**Provided data:**
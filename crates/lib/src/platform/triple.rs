//! Compilation target triple resolution.
//!
//! The triple is resolved once per invocation: an explicit override wins,
//! otherwise the toolchain is asked for its host triple (`rustc -vV`). It is
//! never persisted, since the installed toolchain may change between runs.

use std::fmt;

use serde::Serialize;
use tokio::process::Command;
use tracing::{debug, info};

use super::paths;
use crate::error::ConfigError;

/// Where a resolved triple came from.
#[derive(Debug, Clone, Copy, PartialEq, Eq, Serialize)]
#[serde(rename_all = "lowercase")]
pub enum TripleSource {
  /// `--target` or `RUST_TARGET`.
  Override,
  /// The toolchain's reported host triple.
  Toolchain,
}

/// The active compilation target.
#[derive(Debug, Clone, PartialEq, Eq, Serialize)]
pub struct ToolchainTarget {
  pub triple: String,
  pub source: TripleSource,
}

impl ToolchainTarget {
  pub fn new(triple: impl Into<String>, source: TripleSource) -> Self {
    Self {
      triple: triple.into(),
      source,
    }
  }

  /// Resolve the active triple.
  ///
  /// `explicit` (from the command line) takes precedence over `RUST_TARGET`;
  /// with neither set, the toolchain is queried.
  pub async fn resolve(explicit: Option<&str>) -> Result<Self, ConfigError> {
    let overridden = explicit
      .filter(|t| !t.is_empty())
      .map(str::to_string)
      .or_else(paths::triple_override);

    if let Some(triple) = overridden {
      debug!(triple = %triple, "using target triple override");
      return Ok(Self::new(triple, TripleSource::Override));
    }

    let triple = query_host_triple(&paths::rustc_program()).await?;
    info!(triple = %triple, "resolved host triple from toolchain");
    Ok(Self::new(triple, TripleSource::Toolchain))
  }

  /// Executable suffix for binaries produced for this triple.
  pub fn exe_suffix(&self) -> &'static str {
    if self.triple.contains("windows") { ".exe" } else { "" }
  }
}

impl fmt::Display for ToolchainTarget {
  fn fmt(&self, f: &mut fmt::Formatter<'_>) -> fmt::Result {
    write!(f, "{}", self.triple)
  }
}

/// Run `<rustc> -vV` and extract the `host:` line.
async fn query_host_triple(rustc: &str) -> Result<String, ConfigError> {
  let query_err = |message: String| ConfigError::TripleQuery {
    program: rustc.to_string(),
    message,
  };

  let output = Command::new(rustc)
    .arg("-vV")
    .output()
    .await
    .map_err(|e| query_err(e.to_string()))?;

  if !output.status.success() {
    let stderr = String::from_utf8_lossy(&output.stderr);
    return Err(query_err(format!("exited with {}: {}", output.status, stderr.trim())));
  }

  let stdout = String::from_utf8_lossy(&output.stdout);
  parse_host_triple(&stdout)
    .map(str::to_string)
    .ok_or_else(|| query_err("no `host:` line in version output".to_string()))
}

/// Extract the host triple from `rustc -vV` output.
pub fn parse_host_triple(version_output: &str) -> Option<&str> {
  version_output
    .lines()
    .find_map(|line| line.strip_prefix("host:"))
    .map(str::trim)
    .filter(|t| !t.is_empty())
}
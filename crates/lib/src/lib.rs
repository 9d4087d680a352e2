//! stagebin-lib: build orchestration for multi-program Rust workspaces
//!
//! A workspace declares its programs in `stagebin.toml`. For each one this
//! crate decides whether the staged binary is out of date, drives the
//! toolchain to rebuild it, stages the result at a stable path and installs or
//! removes it under a prefix:
//! - `workspace`: the build graph, loaded and validated from configuration
//! - `deps` / `stale`: per-target dependency sets and the rebuild decision
//! - `build`: toolchain invocation and staging
//! - `install`: copying staged binaries into `<destdir><prefix>/bin`
//! - `execute`: running a verb over many targets in parallel

pub mod build;
pub mod consts;
pub mod deps;
pub mod error;
pub mod execute;
pub mod install;
pub mod lock;
pub mod platform;
pub mod stale;
pub mod util;
pub mod workspace;
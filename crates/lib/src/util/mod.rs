//! Shared utilities.

pub mod fs;

#[cfg(test)]
pub mod testutil;
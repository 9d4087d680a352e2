//! External toolchain invocation.
//!
//! The toolchain is driven strictly through its command-line contract:
//! `<cargo> build --release --target <triple> --package <package> --bin <name>`,
//! run from the workspace root. Naming the binary pins the artifact to
//! `<target-dir>/<triple>/release/<name>` even when the package is named
//! differently. Extra compiler flags are forwarded in `RUSTFLAGS`
//! without being parsed.

use std::path::PathBuf;
use std::process::Stdio;

use tokio::process::Command;
use tracing::{debug, info};

use crate::consts::{ENV_CARGO_TARGET_DIR, ENV_RUSTFLAGS};
use crate::error::BuildError;
use crate::platform::{ToolchainTarget, paths};
use crate::workspace::{BuildTarget, Workspace};

/// Lines of toolchain stderr kept in a failure report.
const STDERR_TAIL_LINES: usize = 60;

/// How to run the build driver.
#[derive(Debug, Clone, PartialEq, Eq)]
pub struct Toolchain {
  /// Build driver executable.
  pub program: String,
  /// Opaque extra compiler flags.
  pub rustflags: Option<String>,
}

impl Toolchain {
  /// `CARGO` and `RUSTFLAGS` from the environment.
  pub fn from_env() -> Self {
    Self {
      program: paths::cargo_program(),
      rustflags: paths::rustflags(),
    }
  }

  /// Arguments for a release build of `target` for `triple`.
  pub fn build_args(target: &BuildTarget, triple: &ToolchainTarget) -> Vec<String> {
    vec![
      "build".to_string(),
      "--release".to_string(),
      "--target".to_string(),
      triple.triple.clone(),
      "--package".to_string(),
      target.package.clone(),
      "--bin".to_string(),
      target.name.clone(),
    ]
  }

  /// Run the toolchain for `target`. Does not look at or touch staged artifacts.
  pub async fn build(&self, ws: &Workspace, target: &BuildTarget, triple: &ToolchainTarget) -> Result<(), BuildError> {
    let args = Self::build_args(target, triple);
    info!(target = %target.name, program = %self.program, args = ?args, "invoking toolchain");

    let mut command = Command::new(&self.program);
    command
      .args(&args)
      .current_dir(&ws.root)
      .env(ENV_CARGO_TARGET_DIR, &ws.target_dir)
      .stdin(Stdio::null())
      .kill_on_drop(true);

    if let Some(flags) = &self.rustflags {
      command.env(ENV_RUSTFLAGS, flags);
    }

    let output = command.output().await.map_err(|source| BuildError::Spawn {
      program: self.program.clone(),
      source,
    })?;

    let stderr = String::from_utf8_lossy(&output.stderr);
    if !output.status.success() {
      return Err(BuildError::ToolchainFailed {
        program: self.program.clone(),
        status: output.status,
        stderr: tail_lines(&stderr, STDERR_TAIL_LINES),
      });
    }

    if !stderr.trim().is_empty() {
      debug!(target = %target.name, stderr = %stderr.trim(), "toolchain output");
    }

    Ok(())
  }
}

/// Where the toolchain leaves the release binary of `target` for `triple`.
pub fn toolchain_output(ws: &Workspace, target: &BuildTarget, triple: &ToolchainTarget) -> PathBuf {
  ws.target_dir
    .join(&triple.triple)
    .join("release")
    .join(format!("{}{}", target.name, triple.exe_suffix()))
}

fn tail_lines(text: &str, count: usize) -> String {
  let lines: Vec<&str> = text.lines().collect();
  let start = lines.len().saturating_sub(count);
  lines[start..].join("\n")
}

**Brief:** Go through the listing and print each line exactly as it appears.

**Answer to the exercise:**
filename crates/lib/src/platform/triple.rs
//! Compilation target triple resolution.
//!
//! The triple is resolved once per invocation: an explicit override wins,
//! otherwise the toolchain is asked for its host triple (`rustc -vV`). It is
//! never persisted, since the installed toolchain may change between runs.

use std::fmt;

use serde::Serialize;
use tokio::process::Command;
use tracing::{debug, info};

use super::paths;
use crate::error::ConfigError;

/// Where a resolved triple came from.
#[derive(Debug, Clone, Copy, PartialEq, Eq, Serialize)]
#[serde(rename_all = "lowercase")]
pub enum TripleSource {
  /// `--target` or `RUST_TARGET`.
  Override,
  /// The toolchain's reported host triple.
  Toolchain,
}

/// The active compilation target.
#[derive(Debug, Clone, PartialEq, Eq, Serialize)]
pub struct ToolchainTarget {
  pub triple: String,
  pub source: TripleSource,
}

impl ToolchainTarget {
  pub fn new(triple: impl Into<String>, source: TripleSource) -> Self {
    Self {
      triple: triple.into(),
      source,
    }
  }

  /// Resolve the active triple.
  ///
  /// `explicit` (from the command line) takes precedence over `RUST_TARGET`;
  /// with neither set, the toolchain is queried.
  pub async fn resolve(explicit: Option<&str>) -> Result<Self, ConfigError> {
    let overridden = explicit
      .filter(|t| !t.is_empty())
      .map(str::to_string)
      .or_else(paths::triple_override);

    if let Some(triple) = overridden {
      debug!(triple = %triple, "using target triple override");
      return Ok(Self::new(triple, TripleSource::Override));
    }

    let triple = query_host_triple(&paths::rustc_program()).await?;
    info!(triple = %triple, "resolved host triple from toolchain");
    Ok(Self::new(triple, TripleSource::Toolchain))
  }

  /// Executable suffix for binaries produced for this triple.
  pub fn exe_suffix(&self) -> &'static str {
    if self.triple.contains("windows") { ".exe" } else { "" }
  }
}

impl fmt::Display for ToolchainTarget {
  fn fmt(&self, f: &mut fmt::Formatter<'_>) -> fmt::Result {
    write!(f, "{}", self.triple)
  }
}

/// Run `<rustc> -vV` and extract the `host:` line.
async fn query_host_triple(rustc: &str) -> Result<String, ConfigError> {
  let query_err = |message: String| ConfigError::TripleQuery {
    program: rustc.to_string(),
    message,
  };

  let output = Command::new(rustc)
    .arg("-vV")
    .output()
    .await
    .map_err(|e| query_err(e.to_string()))?;

  if !output.status.success() {
    let stderr = String::from_utf8_lossy(&output.stderr);
    return Err(query_err(format!("exited with {}: {}", output.status, stderr.trim())));
  }

  let stdout = String::from_utf8_lossy(&output.stdout);
  parse_host_triple(&stdout)
    .map(str::to_string)
    .ok_or_else(|| query_err("no `host:` line in version output".to_string()))
}

/// Extract the host triple from `rustc -vV` output.
pub fn parse_host_triple(version_output: &str) -> Option<&str> {
  version_output
    .lines()
    .find_map(|line| line.strip_prefix("host:"))
    .map(str::trim)
    .filter(|t| !t.is_empty())
}
filename crates/lib/src/lib.rs
repository 9d4087d680a352e2
//! stagebin-lib: build orchestration for multi-program Rust workspaces
//!
//! A workspace declares its programs in `stagebin.toml`. For each one this
//! crate decides whether the staged binary is out of date, drives the
//! toolchain to rebuild it, stages the result at a stable path and installs or
//! removes it under a prefix:
//! - `workspace`: the build graph, loaded and validated from configuration
//! - `deps` / `stale`: per-target dependency sets and the rebuild decision
//! - `build`: toolchain invocation and staging
//! - `install`: copying staged binaries into `<destdir><prefix>/bin`
//! - `execute`: running a verb over many targets in parallel

pub mod build;
pub mod consts;
pub mod deps;
pub mod error;
pub mod execute;
pub mod install;
pub mod lock;
pub mod platform;
pub mod stale;
pub mod util;
pub mod workspace;
filename crates/lib/src/util/mod.rs
//! Shared utilities.

pub mod fs;

#[cfg(test)]
pub mod testutil;
repository 9d4087d680a352e2
//! External toolchain invocation.
//!
//! The toolchain is driven strictly through its command-line contract:
//! `<cargo> build --release --target <triple> --package <package> --bin <name>`,
//! run from the workspace root. Naming the binary pins the artifact to
//! `<target-dir>/<triple>/release/<name>` even when the package is named
//! differently. Extra compiler flags are forwarded in `RUSTFLAGS`
//! without being parsed.

use std::path::PathBuf;
use std::process::Stdio;

use tokio::process::Command;
use tracing::{debug, info};

use crate::consts::{ENV_CARGO_TARGET_DIR, ENV_RUSTFLAGS};
use crate::error::BuildError;
use crate::platform::{ToolchainTarget, paths};
use crate::workspace::{BuildTarget, Workspace};

/// Lines of toolchain stderr kept in a failure report.
const STDERR_TAIL_LINES: usize = 60;

/// How to run the build driver.
#[derive(Debug, Clone, PartialEq, Eq)]
pub struct Toolchain {
  /// Build driver executable.
  pub program: String,
  /// Opaque extra compiler flags.
  pub rustflags: Option<String>,
}

impl Toolchain {
  /// `CARGO` and `RUSTFLAGS` from the environment.
  pub fn from_env() -> Self {
    Self {
      program: paths::cargo_program(),
      rustflags: paths::rustflags(),
    }
  }

  /// Arguments for a release build of `target` for `triple`.
  pub fn build_args(target: &BuildTarget, triple: &ToolchainTarget) -> Vec<String> {
    vec![
      "build".to_string(),
      "--release".to_string(),
      "--target".to_string(),
      triple.triple.clone(),
      "--package".to_string(),
      target.package.clone(),
      "--bin".to_string(),
      target.name.clone(),
    ]
  }

  /// Run the toolchain for `target`. Does not look at or touch staged artifacts.
  pub async fn build(&self, ws: &Workspace, target: &BuildTarget, triple: &ToolchainTarget) -> Result<(), BuildError> {
    let args = Self::build_args(target, triple);
    info!(target = %target.name, program = %self.program, args = ?args, "invoking toolchain");

    let mut command = Command::new(&self.program);
    command
      .args(&args)
      .current_dir(&ws.root)
      .env(ENV_CARGO_TARGET_DIR, &ws.target_dir)
      .stdin(Stdio::null())
      .kill_on_drop(true);

    if let Some(flags) = &self.rustflags {
      command.env(ENV_RUSTFLAGS, flags);
    }

    let output = command.output().await.map_err(|source| BuildError::Spawn {
      program: self.program.clone(),
      source,
    })?;

    let stderr = String::from_utf8_lossy(&output.stderr);
    if !output.status.success() {
      return Err(BuildError::ToolchainFailed {
        program: self.program.clone(),
        status: output.status,
        stderr: tail_lines(&stderr, STDERR_TAIL_LINES),
      });
    }

    if !stderr.trim().is_empty() {
      debug!(target = %target.name, stderr = %stderr.trim(), "toolchain output");
    }

    Ok(())
  }
}

/// Where the toolchain leaves the release binary of `target` for `triple`.
pub fn toolchain_output(ws: &Workspace, target: &BuildTarget, triple: &ToolchainTarget) -> PathBuf {
  ws.target_dir
    .join(&triple.triple)
    .join("release")
    .join(format!("{}{}", target.name, triple.exe_suffix()))
}

fn tail_lines(text: &str, count: usize) -> String {
  let lines: Vec<&str> = text.lines().collect();
  let start = lines.len().saturating_sub(count);
  lines[start..].join("\n")
}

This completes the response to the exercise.